(Collected data entries)
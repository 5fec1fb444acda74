use std::collections::{BTreeMap, HashMap};
use std::fmt;
use std::hash::BuildHasher;
use std::sync::Arc;

use serde::Serialize;

/// Format check for a single field: `Some(message)` when the value is invalid.
pub type FieldCheck = Arc<dyn Fn(&str) -> Option<String> + Send + Sync>;

/// Rule for one form field.
#[derive(Clone, Default)]
pub struct FieldRule {
    pub required: bool,
    pub required_message: Option<String>,
    pub check: Option<FieldCheck>,
}

impl FieldRule {
    /// Required field with its own "missing" message.
    pub fn required(message: impl Into<String>) -> Self {
        Self {
            required: true,
            required_message: Some(message.into()),
            check: None,
        }
    }

    /// Required field using the generated `"<field> is required"` message.
    pub fn required_default() -> Self {
        Self {
            required: true,
            ..Self::default()
        }
    }

    pub fn optional() -> Self {
        Self::default()
    }

    pub fn with_check<F>(mut self, check: F) -> Self
    where
        F: Fn(&str) -> Option<String> + Send + Sync + 'static,
    {
        self.check = Some(Arc::new(check));
        self
    }
}

impl fmt::Debug for FieldRule {
    fn fmt(&self, f: &mut fmt::Formatter<'_>) -> fmt::Result {
        f.debug_struct("FieldRule")
            .field("required", &self.required)
            .field("required_message", &self.required_message)
            .field("check", &self.check.as_ref().map(|_| "<fn>"))
            .finish()
    }
}

/// Ordered set of field rules for one form.
#[derive(Clone, Debug, Default)]
pub struct FieldRuleSet {
    rules: Vec<(String, FieldRule)>,
}

impl FieldRuleSet {
    pub fn new() -> Self {
        Self::default()
    }

    /// Add the rule for `name`, replacing an earlier rule for the same field.
    pub fn field(mut self, name: impl Into<String>, rule: FieldRule) -> Self {
        let name = name.into();
        match self.rules.iter_mut().find(|(existing, _)| *existing == name) {
            Some(slot) => slot.1 = rule,
            None => self.rules.push((name, rule)),
        }
        self
    }

    pub fn get(&self, name: &str) -> Option<&FieldRule> {
        self.rules
            .iter()
            .find(|(existing, _)| existing == name)
            .map(|(_, rule)| rule)
    }

    pub fn iter(&self) -> impl Iterator<Item = (&str, &FieldRule)> {
        self.rules.iter().map(|(name, rule)| (name.as_str(), rule))
    }

    pub fn len(&self) -> usize {
        self.rules.len()
    }

    pub fn is_empty(&self) -> bool {
        self.rules.is_empty()
    }
}

/// Source of raw field values. Missing fields read as the empty string.
pub trait FormValues {
    fn value(&self, field: &str) -> Option<&str>;
}

impl<S: BuildHasher> FormValues for HashMap<String, String, S> {
    fn value(&self, field: &str) -> Option<&str> {
        self.get(field).map(String::as_str)
    }
}

impl FormValues for BTreeMap<String, String> {
    fn value(&self, field: &str) -> Option<&str> {
        self.get(field).map(String::as_str)
    }
}

impl FormValues for [(&str, &str)] {
    fn value(&self, field: &str) -> Option<&str> {
        self.iter().find(|(name, _)| *name == field).map(|(_, v)| *v)
    }
}

/// Outcome of one validation pass.
#[derive(Debug, Clone, PartialEq, Eq, Default, Serialize)]
pub struct ValidationResult {
    pub is_valid: bool,
    pub errors: BTreeMap<String, String>,
}

impl ValidationResult {
    pub fn from_errors(errors: BTreeMap<String, String>) -> Self {
        Self {
            is_valid: errors.is_empty(),
            errors,
        }
    }

    pub fn valid() -> Self {
        Self::from_errors(BTreeMap::new())
    }

    pub fn error(&self, field: &str) -> Option<&str> {
        self.errors.get(field).map(String::as_str)
    }

    /// Copy without the error for `field` (the user started typing there).
    pub fn clear_field(&self, field: &str) -> Self {
        let mut errors = self.errors.clone();
        errors.remove(field);
        Self::from_errors(errors)
    }

    /// Copy keeping only errors for the given fields (fields the user touched).
    pub fn restricted_to<'a, I>(&self, fields: I) -> Self
    where
        I: IntoIterator<Item = &'a str>,
    {
        let keep: Vec<&str> = fields.into_iter().collect();
        let errors = self
            .errors
            .iter()
            .filter(|(field, _)| keep.contains(&field.as_str()))
            .map(|(field, message)| (field.clone(), message.clone()))
            .collect();
        Self::from_errors(errors)
    }
}

/// Evaluate every field declared in `rules` against `values`.
///
/// A required field that is blank after trimming gets its required message and
/// skips its format check. Fields present only in `values` are ignored.
pub fn validate<V: FormValues + ?Sized>(values: &V, rules: &FieldRuleSet) -> ValidationResult {
    let mut errors = BTreeMap::new();

    for (field, rule) in rules.iter() {
        let value = values.value(field).unwrap_or("");

        if rule.required && value.trim().is_empty() {
            let message = rule
                .required_message
                .clone()
                .unwrap_or_else(|| format!("{} is required", field));
            errors.insert(field.to_string(), message);
            continue;
        }

        if let Some(check) = &rule.check {
            if let Some(message) = check(value).filter(|m| !m.is_empty()) {
                errors.insert(field.to_string(), message);
            }
        }
    }

    ValidationResult::from_errors(errors)
}

#[cfg(test)]
mod tests {
    use super::*;
    use crate::shared::validation::rules::password_rule;

    fn values(pairs: &[(&str, &str)]) -> HashMap<String, String> {
        pairs
            .iter()
            .map(|(k, v)| (k.to_string(), v.to_string()))
            .collect()
    }

    #[test]
    fn test_required_message() {
        let rules = FieldRuleSet::new().field("email", FieldRule::required("Email is required"));
        let result = validate(&values(&[("email", "")]), &rules);
        assert!(!result.is_valid);
        assert_eq!(result.error("email"), Some("Email is required"));
        assert_eq!(result.errors.len(), 1);
    }

    #[test]
    fn test_default_required_message_and_missing_value() {
        let rules = FieldRuleSet::new().field("title", FieldRule::required_default());
        let result = validate(&values(&[]), &rules);
        assert_eq!(result.error("title"), Some("title is required"));
    }

    #[test]
    fn test_blank_required_skips_check() {
        let rules = FieldRuleSet::new().field(
            "name",
            FieldRule::required("Name is required").with_check(|_| Some("never".to_string())),
        );
        let result = validate(&values(&[("name", "   ")]), &rules);
        assert_eq!(result.error("name"), Some("Name is required"));
    }

    #[test]
    fn test_check_runs_on_raw_value() {
        let rules = FieldRuleSet::new().field(
            "code",
            FieldRule::required("Code is required").with_check(|v| {
                if v.starts_with(' ') {
                    Some("No leading spaces".to_string())
                } else {
                    None
                }
            }),
        );
        let result = validate(&values(&[("code", " A1")]), &rules);
        assert_eq!(result.error("code"), Some("No leading spaces"));
    }

    #[test]
    fn test_unknown_fields_are_ignored() {
        let rules = FieldRuleSet::new().field("email", FieldRule::required("Email is required"));
        let result = validate(&values(&[("email", "a@b.com"), ("extra", "")]), &rules);
        assert!(result.is_valid);
        assert!(result.errors.is_empty());
    }

    #[test]
    fn test_empty_check_message_is_no_error() {
        let rules = FieldRuleSet::new().field("x", FieldRule::optional().with_check(|_| Some(String::new())));
        assert!(validate(&values(&[("x", "1")]), &rules).is_valid);
    }

    #[test]
    fn test_password_rule_reports_length_first() {
        let rules = FieldRuleSet::new().field("password", password_rule());
        let result = validate(&values(&[("password", "abc")]), &rules);
        assert_eq!(
            result.error("password"),
            Some("Password must be at least 8 characters long")
        );
    }

    #[test]
    fn test_validate_is_repeatable() {
        let rules = FieldRuleSet::new()
            .field("email", FieldRule::required("Email is required"))
            .field("password", password_rule());
        let input = values(&[("email", ""), ("password", "short")]);
        assert_eq!(validate(&input, &rules), validate(&input, &rules));
    }

    #[test]
    fn test_field_replaces_previous_rule() {
        let rules = FieldRuleSet::new()
            .field("a", FieldRule::required("first"))
            .field("a", FieldRule::required("second"));
        assert_eq!(rules.len(), 1);
        let result = validate(&values(&[]), &rules);
        assert_eq!(result.error("a"), Some("second"));
    }

    #[test]
    fn test_clear_and_restrict() {
        let rules = FieldRuleSet::new()
            .field("a", FieldRule::required("A"))
            .field("b", FieldRule::required("B"));
        let result = validate(&values(&[]), &rules);
        let cleared = result.clear_field("a");
        assert_eq!(cleared.error("a"), None);
        assert!(!cleared.is_valid);
        let touched = result.restricted_to(["b"]);
        assert_eq!(touched.errors.len(), 1);
        assert!(result.clear_field("a").clear_field("b").is_valid);
    }

    #[test]
    fn test_slice_values() {
        let rules = FieldRuleSet::new().field("a", FieldRule::required("A"));
        let input: &[(&str, &str)] = &[("a", "x")];
        assert!(validate(input, &rules).is_valid);
    }
}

→ **ASSIGNED TASK**
Among the entries, how many lines contain the word "FormValues"? Give the number alone.

→ **SOLUTION TO THIS TASK**
5